**Source data:**
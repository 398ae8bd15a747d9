//! Core data models for the agent interaction layer

use chrono::{DateTime, Utc};
use serde::{Deserialize, Serialize};
use std::fmt;

//
// ================= Enums =================
//

#[derive(Debug, Clone, Copy, Serialize, Deserialize, PartialEq, Eq)]
#[serde(rename_all = "lowercase")]
pub enum Sender {
    User,
    Agent,
}

#[derive(Debug, Clone, Copy, Serialize, Deserialize, PartialEq, Eq)]
#[serde(rename_all = "lowercase")]
pub enum ConnectionStatus {
    Connecting,
    Open,
    Closed,
}

//
// ================= Chat =================
//

/// A single chat turn. Never mutated after creation.
#[derive(Debug, Clone, Serialize, Deserialize, PartialEq)]
pub struct ChatMessage {
    pub text: String,
    pub sender: Sender,
    pub timestamp: DateTime<Utc>,
}

impl ChatMessage {
    pub fn new(text: impl Into<String>, sender: Sender) -> Self {
        Self {
            text: text.into(),
            sender,
            timestamp: Utc::now(),
        }
    }

    pub fn user(text: impl Into<String>) -> Self {
        Self::new(text, Sender::User)
    }

    pub fn agent(text: impl Into<String>) -> Self {
        Self::new(text, Sender::Agent)
    }
}

/// Observable state of one session.
#[derive(Debug, Clone, Serialize, Deserialize, PartialEq)]
pub struct SessionState {
    pub connection_status: ConnectionStatus,
    pub is_agent_thinking: bool,
    pub transcript: Vec<ChatMessage>,
}

impl SessionState {
    pub fn connecting() -> Self {
        Self {
            connection_status: ConnectionStatus::Connecting,
            is_agent_thinking: false,
            transcript: Vec::new(),
        }
    }

    pub fn is_open(&self) -> bool {
        self.connection_status == ConnectionStatus::Open
    }
}

//
// ================= Wire Events =================
//

pub const AGENT_RESPONSE: &str = "agent_response";
pub const AGENT_ERROR: &str = "agent_error";

/// Structured event carried as a text frame: `{type, message?, ...}`.
#[derive(Debug, Clone, Serialize, Deserialize, PartialEq)]
pub struct InboundEvent {
    #[serde(rename = "type")]
    pub kind: String,
    #[serde(default, skip_serializing_if = "Option::is_none")]
    pub message: Option<String>,
}

impl InboundEvent {
    pub fn agent_response(message: impl Into<String>) -> Self {
        Self {
            kind: AGENT_RESPONSE.to_string(),
            message: Some(message.into()),
        }
    }

    pub fn agent_error(message: impl Into<String>) -> Self {
        Self {
            kind: AGENT_ERROR.to_string(),
            message: Some(message.into()),
        }
    }

    pub fn is_agent_response(&self) -> bool {
        self.kind == AGENT_RESPONSE
    }
}

//
// ================= Portfolio =================
//

#[derive(Debug, Clone, Serialize, Deserialize, PartialEq)]
#[serde(rename_all = "camelCase")]
pub struct TokenBalance {
    pub address: String,
    pub name: String,
    pub symbol: String,
    pub decimals: u32,
    /// Raw integer amount as reported by the chain, kept as a string.
    pub balance: String,
    #[serde(default)]
    pub balance_value_usd: Option<f64>,
}

#[derive(Debug, Clone, Default, Serialize, Deserialize, PartialEq)]
pub struct BalanceSet {
    pub address: String,
    pub chain_id: String,
    pub balances: Vec<TokenBalance>,
}

impl BalanceSet {
    pub fn total_value_usd(&self) -> f64 {
        self.balances
            .iter()
            .filter_map(|b| b.balance_value_usd)
            .sum()
    }
}

/// Opaque result of an agent invocation.
#[derive(Debug, Clone, Serialize, Deserialize, PartialEq)]
pub struct ExecutionOutcome {
    pub output: String,
    pub completed_at: DateTime<Utc>,
}

impl ExecutionOutcome {
    pub fn new(output: impl Into<String>) -> Self {
        Self {
            output: output.into(),
            completed_at: Utc::now(),
        }
    }
}

impl fmt::Display for Sender {
    fn fmt(&self, f: &mut fmt::Formatter<'_>) -> fmt::Result {
        let s = match self {
            Sender::User => "user",
            Sender::Agent => "agent",
        };
        write!(f, "{}", s)
    }
}

impl fmt::Display for ConnectionStatus {
    fn fmt(&self, f: &mut fmt::Formatter<'_>) -> fmt::Result {
        let s = match self {
            ConnectionStatus::Connecting => "connecting",
            ConnectionStatus::Open => "open",
            ConnectionStatus::Closed => "closed",
        };
        write!(f, "{}", s)
    }
}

**Task prompt:**
Output the listing above word for word, from the opening line through the line that contains "pub fn is_open(&self)", and leave out everything after it.

**Task response:**
repository 398ae8bd15a747d9
//! Core data models for the agent interaction layer

use chrono::{DateTime, Utc};
use serde::{Deserialize, Serialize};
use std::fmt;

//
// ================= Enums =================
//

#[derive(Debug, Clone, Copy, Serialize, Deserialize, PartialEq, Eq)]
#[serde(rename_all = "lowercase")]
pub enum Sender {
    User,
    Agent,
}

#[derive(Debug, Clone, Copy, Serialize, Deserialize, PartialEq, Eq)]
#[serde(rename_all = "lowercase")]
pub enum ConnectionStatus {
    Connecting,
    Open,
    Closed,
}

//
// ================= Chat =================
//

/// A single chat turn. Never mutated after creation.
#[derive(Debug, Clone, Serialize, Deserialize, PartialEq)]
pub struct ChatMessage {
    pub text: String,
    pub sender: Sender,
    pub timestamp: DateTime<Utc>,
}

impl ChatMessage {
    pub fn new(text: impl Into<String>, sender: Sender) -> Self {
        Self {
            text: text.into(),
            sender,
            timestamp: Utc::now(),
        }
    }

    pub fn user(text: impl Into<String>) -> Self {
        Self::new(text, Sender::User)
    }

    pub fn agent(text: impl Into<String>) -> Self {
        Self::new(text, Sender::Agent)
    }
}

/// Observable state of one session.
#[derive(Debug, Clone, Serialize, Deserialize, PartialEq)]
pub struct SessionState {
    pub connection_status: ConnectionStatus,
    pub is_agent_thinking: bool,
    pub transcript: Vec<ChatMessage>,
}

impl SessionState {
    pub fn connecting() -> Self {
        Self {
            connection_status: ConnectionStatus::Connecting,
            is_agent_thinking: false,
            transcript: Vec::new(),
        }
    }

    pub fn is_open(&self) -> bool {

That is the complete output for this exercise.